O Lúdico e o Alento
A atividade pianística levou-me a muitos lugares. Habitualmente, o público de concerto tem perfil definido. Se a geografia muda, se a recepção do ouvinte tem percepção diferenciada, tanto no quesito repertório como da própria escuta, o inusitado, a surgir esporadicamente fica gravado na memória. Quantos não foram os recitais por mim esquecidos e pelo público também, assim como aqueles que indelevelmente permanecem registrados.
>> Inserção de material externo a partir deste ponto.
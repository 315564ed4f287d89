//! 每周课程表实体

use sea_orm::entity::prelude::*;

#[derive(Clone, Debug, PartialEq, DeriveEntityModel)]
#[sea_orm(table_name = "weekly_lessons")]
pub struct Model {
    #[sea_orm(primary_key)]
    pub id: i64,
    // 0 = 周日, 1 = 周一, ..., 6 = 周六
    pub weekday: i32,
    pub start_time: String,
    pub end_time: String,
    pub class_id: i64,
    pub subject_id: i64,
    pub teacher_id: i64,
    pub semester: String,
    pub status: String,
    pub created_at: i64,
    pub updated_at: i64,
}

#[derive(Copy, Clone, Debug, EnumIter, DeriveRelation)]
pub enum Relation {
    #[sea_orm(
        belongs_to = "super::classes::Entity",
        from = "Column::ClassId",
        to = "super::classes::Column::Id"
    )]
    Class,
    #[sea_orm(
        belongs_to = "super::subjects::Entity",
        from = "Column::SubjectId",
        to = "super::subjects::Column::Id"
    )]
    Subject,
    #[sea_orm(
        belongs_to = "super::teachers::Entity",
        from = "Column::TeacherId",
        to = "super::teachers::Column::Id"
    )]
    Teacher,
}

impl Related<super::classes::Entity> for Entity {
    fn to() -> RelationDef {
        Relation::Class.def()
    }
}

impl Related<super::subjects::Entity> for Entity {
    fn to() -> RelationDef {
        Relation::Subject.def()
    }
}

impl Related<super::teachers::Entity> for Entity {
    fn to() -> RelationDef {
        Relation::Teacher.def()
    }
}

impl ActiveModelBehavior for ActiveModel {}

impl Model {
    pub fn into_lesson(self) -> crate::models::weekly_lessons::entities::WeeklyLesson {
        use crate::models::weekly_lessons::entities::{LessonStatus, WeeklyLesson};
        use crate::models::Semester;
        use chrono::{DateTime, Utc};

        WeeklyLesson {
            id: self.id,
            weekday: self.weekday,
            start_time: self.start_time,
            end_time: self.end_time,
            class_id: self.class_id,
            subject_id: self.subject_id,
            teacher_id: self.teacher_id,
            semester: self.semester.parse::<Semester>().unwrap_or(Semester::First),
            status: self
                .status
                .parse::<LessonStatus>()
                .unwrap_or(LessonStatus::Active),
            created_at: DateTime::<Utc>::from_timestamp(self.created_at, 0).unwrap_or_default(),
            updated_at: DateTime::<Utc>::from_timestamp(self.updated_at, 0).unwrap_or_default(),
        }
    }
}
use actix_web::{HttpRequest, HttpResponse, Result as ActixResult, web};
use once_cell::sync::Lazy;

use crate::middlewares;
use crate::models::students::requests::{
    CreateStudentRequest, ReportCardQuery, StudentListQuery, UpdateStudentRequest,
};
use crate::models::users::entities::UserRole;
use crate::services::StudentService;
use crate::utils::SafeStudentIdI64;

// 懒加载的全局 STUDENT_SERVICE 实例
static STUDENT_SERVICE: Lazy<StudentService> = Lazy::new(StudentService::new_lazy);

// HTTP处理程序
pub async fn create_student(
    req: HttpRequest,
    student_data: web::Json<CreateStudentRequest>,
) -> ActixResult<HttpResponse> {
    STUDENT_SERVICE
        .create_student(&req, student_data.into_inner())
        .await
}

pub async fn list_students(
    req: HttpRequest,
    query: web::Query<StudentListQuery>,
) -> ActixResult<HttpResponse> {
    STUDENT_SERVICE.list_students(&req, query.into_inner()).await
}

pub async fn get_me(req: HttpRequest) -> ActixResult<HttpResponse> {
    STUDENT_SERVICE.get_me(&req).await
}

pub async fn my_classes(req: HttpRequest) -> ActixResult<HttpResponse> {
    STUDENT_SERVICE.my_classes(&req).await
}

pub async fn my_report_card(
    req: HttpRequest,
    query: web::Query<ReportCardQuery>,
) -> ActixResult<HttpResponse> {
    STUDENT_SERVICE.my_report_card(&req, query.into_inner()).await
}

pub async fn classes_of_student(
    req: HttpRequest,
    student_id: SafeStudentIdI64,
) -> ActixResult<HttpResponse> {
    STUDENT_SERVICE.classes_of_student(&req, student_id.0).await
}

pub async fn report_card_of_student(
    req: HttpRequest,
    student_id: SafeStudentIdI64,
    query: web::Query<ReportCardQuery>,
) -> ActixResult<HttpResponse> {
    STUDENT_SERVICE
        .report_card_of_student(&req, student_id.0, query.into_inner())
        .await
}

pub async fn toggle_active(
    req: HttpRequest,
    student_id: SafeStudentIdI64,
) -> ActixResult<HttpResponse> {
    STUDENT_SERVICE.toggle_active(&req, student_id.0).await
}

pub async fn get_student(
    req: HttpRequest,
    student_id: SafeStudentIdI64,
) -> ActixResult<HttpResponse> {
    STUDENT_SERVICE.get_student(&req, student_id.0).await
}

pub async fn update_student(
    req: HttpRequest,
    student_id: SafeStudentIdI64,
    update_data: web::Json<UpdateStudentRequest>,
) -> ActixResult<HttpResponse> {
    STUDENT_SERVICE
        .update_student(&req, student_id.0, update_data.into_inner())
        .await
}

pub async fn delete_student(
    req: HttpRequest,
    student_id: SafeStudentIdI64,
) -> ActixResult<HttpResponse> {
    STUDENT_SERVICE.delete_student(&req, student_id.0).await
}

// 配置路由
pub fn configure_student_routes(cfg: &mut web::ServiceConfig) {
    cfg.service(
        web::scope("/api/v1/students")
            .wrap(middlewares::RequireJWT)
            .service(
                web::resource("")
                    .route(
                        web::get()
                            .to(list_students)
                            // 管理员与教师可以浏览学生列表
                            .wrap(middlewares::RequireRole::new_any(UserRole::staff_roles())),
                    )
                    .route(
                        web::post()
                            .to(create_student)
                            .wrap(middlewares::RequireRole::new_any(UserRole::admin_roles())),
                    ),
            )
            // 学生本人的端点要放在 /{student_id} 之前注册
            .service(
                web::resource("/me").route(
                    web::get()
                        .to(get_me)
                        .wrap(middlewares::RequireRole::new(&UserRole::Student)),
                ),
            )
            .service(
                web::resource("/me/classes").route(
                    web::get()
                        .to(my_classes)
                        .wrap(middlewares::RequireRole::new(&UserRole::Student)),
                ),
            )
            .service(
                web::resource("/me/report-card").route(
                    web::get()
                        .to(my_report_card)
                        .wrap(middlewares::RequireRole::new(&UserRole::Student)),
                ),
            )
            .service(
                web::resource("/{student_id}/classes").route(
                    web::get()
                        .to(classes_of_student)
                        .wrap(middlewares::RequireRole::new_any(UserRole::staff_roles())),
                ),
            )
            .service(
                web::resource("/{student_id}/report-card").route(
                    web::get()
                        .to(report_card_of_student)
                        // 任课教师的细粒度校验在服务层做
                        .wrap(middlewares::RequireRole::new_any(UserRole::staff_roles())),
                ),
            )
            .service(
                web::resource("/{student_id}/toggle-active").route(
                    web::put()
                        .to(toggle_active)
                        .wrap(middlewares::RequireRole::new_any(UserRole::admin_roles())),
                ),
            )
            .service(
                web::resource("/{student_id}")
                    .route(
                        web::get()
                            .to(get_student)
                            .wrap(middlewares::RequireRole::new_any(UserRole::admin_roles())),
                    )
                    .route(
                        web::put()
                            .to(update_student)
                            .wrap(middlewares::RequireRole::new_any(UserRole::admin_roles())),
                    )
                    .route(
                        web::delete()
                            .to(delete_student)
                            .wrap(middlewares::RequireRole::new_any(UserRole::admin_roles())),
                    ),
            ),
    );
}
O fato de apresentar-me em Gent em dois recitais extras para uma platéia de crianças, a convite de meu bom amigo André Posman, é estimulante e faz-me recordar outras poucas apresentações. Há certa aproximação emotiva entre duas categorias de recitais: o frente às crianças e aquele diante de enfermos. Diria que um outro approach se verifica, tornando-nos mais sensíveis à mínima recepção de público particularizado.
Aqui em Gent, dei prioridade às obras que pudessem tocar o interior de cada criança. As peças descritivas dos notáveis cravistas provocam reações positivas nos miúdos. Querem saber mais, entendem associações título-música, encantam-se com o canto dos pássaros ou o movimento do rodamoinho expressos por Jean-Philipe Rameau. Do romantismo, peças desse Eu interior despertam uma espécie de comoção, e o ondular da barcarola é facilmente apreendido pela geração a despertar. Se ritmos brasileiros podem parecer estranhos, aqueles mais internacionalizados permanecem preferenciais.
Essa experiência salutar levou-me a pensar em outras três, ocorridas bem anteriormente. Estou a me lembrar de um recital em Garches, bem perto de Paris, quando em 1959 apresentei-me para paraplégicos e tetraplégicos. Foi uma sensação única para o jovem que eu era. Figuras nos leitos, colados ao piano, reagiam a cada melodia, a cada acorde e a empatia foi total. Não me esquecerei jamais daqueles rostos que recebiam, através dos sons, mensagem de alento, a traduzir-se em sorrisos compadecidos.
Em outra oportunidade em 1992, na bela cidade da Horta, capital do Faial, uma das nove ilhas do arquipélago dos Açores, fui convidado à noite, após o recital oficial, para uma apresentação junto aos miúdos do Conservatório local, muitíssimo bem equipado, diga-se. Outro repertório, que foi ouvido com toda a atenção pelos meninos. Faziam-me perguntas e eu respondia com alguma obra pertinente. Essa interação, também inesquecível, fez-me pensar nessa participação tão importante, praticada aliás por tantos intérpretes, e que se diferencia absolutamente do contacto com o público habitual dos concertos.
Na cidade que viu minha mãe nascer, Ribeirão Preto, certa vez apresentei-me em um hospital frente a muitos doentes, alguns terminais. Foi após um recital patrocinado por sociedade de concertos da cidade. Sabedor da qualidade dos enfermos, escolhi obras que pudessem exaltar o ser humano, criações que tivessem conteúdo religioso ou de apelo à natureza. O resultado foi extraordinário e soube, através de médicos do hospital, que muitos dos doentes comentaram durante dias a apresentação, menos pelo intérprete, mais pelo que de significativo a apresentação transmitiu.
Saio hoje absolutamente pleno dessa apresentação em Gent. Ao tocar Viva-Villa de Gilberto Mendes, vários miúdos subiram a escada que leva ao palco e começaram alegremente a dançar. Nunca presenciara tal fato! As crianças captaram mensagens que foram passadas com sinceridade.
A noite reserva-me o último dia de gravação de mais um CD para o selo De Rode Pomp. O coração está em paz. Bem haja!
On how a recital for children in Gent reminded me of other occasions when I faced special audiences: for disabled persons in Garches (France); for children of the Conservatory of Music in Faial (Azores); for patients of a hospital in Ribeirão Preto (Brazil) and, most recently, for elementary school children in Gent (Belgium).